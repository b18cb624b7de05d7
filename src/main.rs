use std::path::PathBuf;
use std::sync::Arc;

use anyhow::{bail, Context, Result};
use clap::Parser;
use tracing_subscriber::EnvFilter;

use rs_mtm_kinematics::joint_limits::compliant;
use rs_mtm_kinematics::kinematic_traits::{Kinematics, JOINTS_AT_ZERO};
use rs_mtm_kinematics::kinematics_impl::MtmKinematics;
use rs_mtm_kinematics::manipulator::Manipulator;
use rs_mtm_kinematics::parameters_from_file::ManipulatorConfig;
use rs_mtm_kinematics::utils::{dump_joints, dump_pose};

/// Forward and inverse kinematics of the MTM arm.
#[derive(Parser, Debug)]
#[command(name = "mtm-ik", version, about)]
struct Args {
    /// YAML model file. The built-in MTM model is used if not given.
    #[arg(long)]
    model: Option<PathBuf>,

    /// Joint positions in degrees, comma separated
    #[arg(long, value_delimiter = ',', allow_hyphen_values = true)]
    joints: Option<Vec<f64>>,

    /// Print the model as YAML and exit
    #[arg(long)]
    dump_model: bool,
}

/// Usage example.
fn main() -> Result<()> {
    tracing_subscriber::fmt()
        .with_env_filter(EnvFilter::from_default_env())
        .init();

    let args = Args::parse();

    let (manipulator, robot): (Manipulator, Arc<dyn Kinematics>) = match &args.model {
        Some(path) => {
            let config = ManipulatorConfig::from_yaml_file(path)
                .with_context(|| format!("Failed to read model {}", path.display()))?;
            (config.manipulator.clone(), config.to_robot())
        }
        None => {
            let manipulator = Manipulator::mtm();
            (manipulator.clone(), Arc::new(MtmKinematics::new(manipulator)))
        }
    };

    if args.dump_model {
        print!("{}", manipulator.to_yaml());
        return Ok(());
    }

    let joints: Vec<f64> = match args.joints {
        Some(degrees) => degrees.iter().map(|d| d.to_radians()).collect(),
        None => JOINTS_AT_ZERO.to_vec(),
    };
    if joints.len() != robot.dof() {
        bail!("Expected {} joint values, got {}", robot.dof(), joints.len());
    }

    println!("Joints:");
    dump_joints(&joints);

    let pose = robot.forward(&joints);
    println!("Forward kinematics:");
    dump_pose(&pose);

    // Solve back, continuing from the same joints
    let mut solved = joints.clone();
    let outcome = robot.inverse(&pose, &mut solved);
    println!("Inverse kinematics:");
    dump_joints(&solved);
    match outcome {
        Ok(()) => println!("Outcome: success"),
        Err(e) => println!("Outcome: failure, {}", e),
    }

    println!("Within joint limits: {}", compliant(&manipulator.joint_limits(), &solved));

    println!("Reached pose:");
    dump_pose(&robot.forward(&solved));
    Ok(())
}
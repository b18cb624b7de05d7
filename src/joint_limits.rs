/// Position range of a single joint. Unlike angular constraints of continuous joints, the
/// MTM joints have hard stops so the range never wraps around.
#[derive(Debug, Clone, Copy, PartialEq)]
pub struct JointLimit {
    /// Lower limit, radians
    pub min: f64,

    /// Upper limit, radians
    pub max: f64,
}

/// Tolerance the solver uses when checking joints 1 to 3 against their limits.
pub const DEFAULT_LIMIT_TOLERANCE: f64 = 1e-5;

impl JointLimit {
    pub fn new(min: f64, max: f64) -> Self {
        JointLimit { min, max }
    }

    /// Joint without meaningful limits.
    pub fn unlimited() -> Self {
        JointLimit { min: f64::NEG_INFINITY, max: f64::INFINITY }
    }

    pub fn contains(&self, value: f64) -> bool {
        value >= self.min && value <= self.max
    }

    /// Value moved into the range, no reporting.
    pub fn saturate(&self, value: f64) -> f64 {
        if value > self.max {
            self.max
        } else if value < self.min {
            self.min
        } else {
            value
        }
    }

    /// Clamps the value into the range. Returns true if the value was outside the range by
    /// more than `tolerance`. Values outside the range but within the tolerance are still
    /// moved to the boundary, but not reported.
    pub fn clamp(&self, value: &mut f64, tolerance: f64) -> bool {
        let reached = *value > self.max + tolerance || *value < self.min - tolerance;
        *value = self.saturate(*value);
        reached
    }
}

/// Checks all joints against their limits.
pub fn compliant(limits: &[JointLimit], angles: &[f64]) -> bool {
    limits.len() == angles.len()
        && limits.iter().zip(angles).all(|(limit, &angle)| limit.contains(angle))
}
//! Errors of the model file reader

use std::fmt;
use std::io;

/// Why a manipulator model could not be read. Fields are named by their YAML path,
/// like `links[2].alpha` or `base_frame.translation`.
#[derive(Debug)]
pub enum ParameterError {
    IoError(io::Error),
    /// Not valid YAML, or a value of the wrong kind
    ParseError(String),
    MissingField(String),
    /// Angle that is neither a number nor `deg(number)`
    WrongAngle { field: String, text: String },
    InvalidLength { expected: usize, found: usize },
    /// Lower joint limit above the upper one, radians
    InvalidLimits { link: usize, min: f64, max: f64 },
}

impl fmt::Display for ParameterError {
    fn fmt(&self, f: &mut fmt::Formatter) -> fmt::Result {
        match self {
            ParameterError::IoError(err) => write!(f, "cannot read model file: {}", err),
            ParameterError::ParseError(msg) => write!(f, "malformed model: {}", msg),
            ParameterError::MissingField(field) => write!(f, "missing field {}", field),
            ParameterError::WrongAngle { field, text } => {
                write!(f, "{}: '{}' is not an angle, use radians or deg(angle)", field, text)
            }
            ParameterError::InvalidLength { expected, found } => {
                write!(f, "expected {} values, found {}", expected, found)
            }
            ParameterError::InvalidLimits { link, min, max } => write!(
                f,
                "links[{}]: lower limit {:.4} deg is above upper limit {:.4} deg",
                link,
                min.to_degrees(),
                max.to_degrees()
            ),
        }
    }
}

impl std::error::Error for ParameterError {
    fn source(&self) -> Option<&(dyn std::error::Error + 'static)> {
        match self {
            ParameterError::IoError(err) => Some(err),
            _ => None,
        }
    }
}

impl From<io::Error> for ParameterError {
    fn from(err: io::Error) -> Self {
        ParameterError::IoError(err)
    }
}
........
**REQUIRED WORK**
All of the entries are to be set down again without alteration.

**ANSWER BELOW**
repository b18cb624b7de05d7
filename src/main.rs
use std::path::PathBuf;
use std::sync::Arc;

use anyhow::{bail, Context, Result};
use clap::Parser;
use tracing_subscriber::EnvFilter;

use rs_mtm_kinematics::joint_limits::compliant;
use rs_mtm_kinematics::kinematic_traits::{Kinematics, JOINTS_AT_ZERO};
use rs_mtm_kinematics::kinematics_impl::MtmKinematics;
use rs_mtm_kinematics::manipulator::Manipulator;
use rs_mtm_kinematics::parameters_from_file::ManipulatorConfig;
use rs_mtm_kinematics::utils::{dump_joints, dump_pose};

/// Forward and inverse kinematics of the MTM arm.
#[derive(Parser, Debug)]
#[command(name = "mtm-ik", version, about)]
struct Args {
    /// YAML model file. The built-in MTM model is used if not given.
    #[arg(long)]
    model: Option<PathBuf>,

    /// Joint positions in degrees, comma separated
    #[arg(long, value_delimiter = ',', allow_hyphen_values = true)]
    joints: Option<Vec<f64>>,

    /// Print the model as YAML and exit
    #[arg(long)]
    dump_model: bool,
}

/// Usage example.
fn main() -> Result<()> {
    tracing_subscriber::fmt()
        .with_env_filter(EnvFilter::from_default_env())
        .init();

    let args = Args::parse();

    let (manipulator, robot): (Manipulator, Arc<dyn Kinematics>) = match &args.model {
        Some(path) => {
            let config = ManipulatorConfig::from_yaml_file(path)
                .with_context(|| format!("Failed to read model {}", path.display()))?;
            (config.manipulator.clone(), config.to_robot())
        }
        None => {
            let manipulator = Manipulator::mtm();
            (manipulator.clone(), Arc::new(MtmKinematics::new(manipulator)))
        }
    };

    if args.dump_model {
        print!("{}", manipulator.to_yaml());
        return Ok(());
    }

    let joints: Vec<f64> = match args.joints {
        Some(degrees) => degrees.iter().map(|d| d.to_radians()).collect(),
        None => JOINTS_AT_ZERO.to_vec(),
    };
    if joints.len() != robot.dof() {
        bail!("Expected {} joint values, got {}", robot.dof(), joints.len());
    }

    println!("Joints:");
    dump_joints(&joints);

    let pose = robot.forward(&joints);
    println!("Forward kinematics:");
    dump_pose(&pose);

    // Solve back, continuing from the same joints
    let mut solved = joints.clone();
    let outcome = robot.inverse(&pose, &mut solved);
    println!("Inverse kinematics:");
    dump_joints(&solved);
    match outcome {
        Ok(()) => println!("Outcome: success"),
        Err(e) => println!("Outcome: failure, {}", e),
    }

    println!("Within joint limits: {}", compliant(&manipulator.joint_limits(), &solved));

    println!("Reached pose:");
    dump_pose(&robot.forward(&solved));
    Ok(())
}
repository b18cb624b7de05d7
filename src/joint_limits.rs
/// Position range of a single joint. Unlike angular constraints of continuous joints, the
/// MTM joints have hard stops so the range never wraps around.
#[derive(Debug, Clone, Copy, PartialEq)]
pub struct JointLimit {
    /// Lower limit, radians
    pub min: f64,

    /// Upper limit, radians
    pub max: f64,
}

/// Tolerance the solver uses when checking joints 1 to 3 against their limits.
pub const DEFAULT_LIMIT_TOLERANCE: f64 = 1e-5;

impl JointLimit {
    pub fn new(min: f64, max: f64) -> Self {
        JointLimit { min, max }
    }

    /// Joint without meaningful limits.
    pub fn unlimited() -> Self {
        JointLimit { min: f64::NEG_INFINITY, max: f64::INFINITY }
    }

    pub fn contains(&self, value: f64) -> bool {
        value >= self.min && value <= self.max
    }

    /// Value moved into the range, no reporting.
    pub fn saturate(&self, value: f64) -> f64 {
        if value > self.max {
            self.max
        } else if value < self.min {
            self.min
        } else {
            value
        }
    }

    /// Clamps the value into the range. Returns true if the value was outside the range by
    /// more than `tolerance`. Values outside the range but within the tolerance are still
    /// moved to the boundary, but not reported.
    pub fn clamp(&self, value: &mut f64, tolerance: f64) -> bool {
        let reached = *value > self.max + tolerance || *value < self.min - tolerance;
        *value = self.saturate(*value);
        reached
    }
}

/// Checks all joints against their limits.
pub fn compliant(limits: &[JointLimit], angles: &[f64]) -> bool {
    limits.len() == angles.len()
        && limits.iter().zip(angles).all(|(limit, &angle)| limit.contains(angle))
}
//! Errors of the model file reader

use std::fmt;
use std::io;

/// Why a manipulator model could not be read. Fields are named by their YAML path,
/// like `links[2].alpha` or `base_frame.translation`.
#[derive(Debug)]
pub enum ParameterError {
    IoError(io::Error),
    /// Not valid YAML, or a value of the wrong kind
    ParseError(String),
    MissingField(String),
    /// Angle that is neither a number nor `deg(number)`
    WrongAngle { field: String, text: String },
    InvalidLength { expected: usize, found: usize },
    /// Lower joint limit above the upper one, radians
    InvalidLimits { link: usize, min: f64, max: f64 },
}

impl fmt::Display for ParameterError {
    fn fmt(&self, f: &mut fmt::Formatter) -> fmt::Result {
        match self {
            ParameterError::IoError(err) => write!(f, "cannot read model file: {}", err),
            ParameterError::ParseError(msg) => write!(f, "malformed model: {}", msg),
            ParameterError::MissingField(field) => write!(f, "missing field {}", field),
            ParameterError::WrongAngle { field, text } => {
                write!(f, "{}: '{}' is not an angle, use radians or deg(angle)", field, text)
            }
            ParameterError::InvalidLength { expected, found } => {
                write!(f, "expected {} values, found {}", expected, found)
            }
            ParameterError::InvalidLimits { link, min, max } => write!(
                f,
                "links[{}]: lower limit {:.4} deg is above upper limit {:.4} deg",
                link,
                min.to_degrees(),
                max.to_degrees()
            ),
        }
    }
}

impl std::error::Error for ParameterError {
    fn source(&self) -> Option<&(dyn std::error::Error + 'static)> {
        match self {
            ParameterError::IoError(err) => Some(err),
            _ => None,
        }
    }
}

impl From<io::Error> for ParameterError {
    fn from(err: io::Error) -> Self {
        ParameterError::IoError(err)
    }
}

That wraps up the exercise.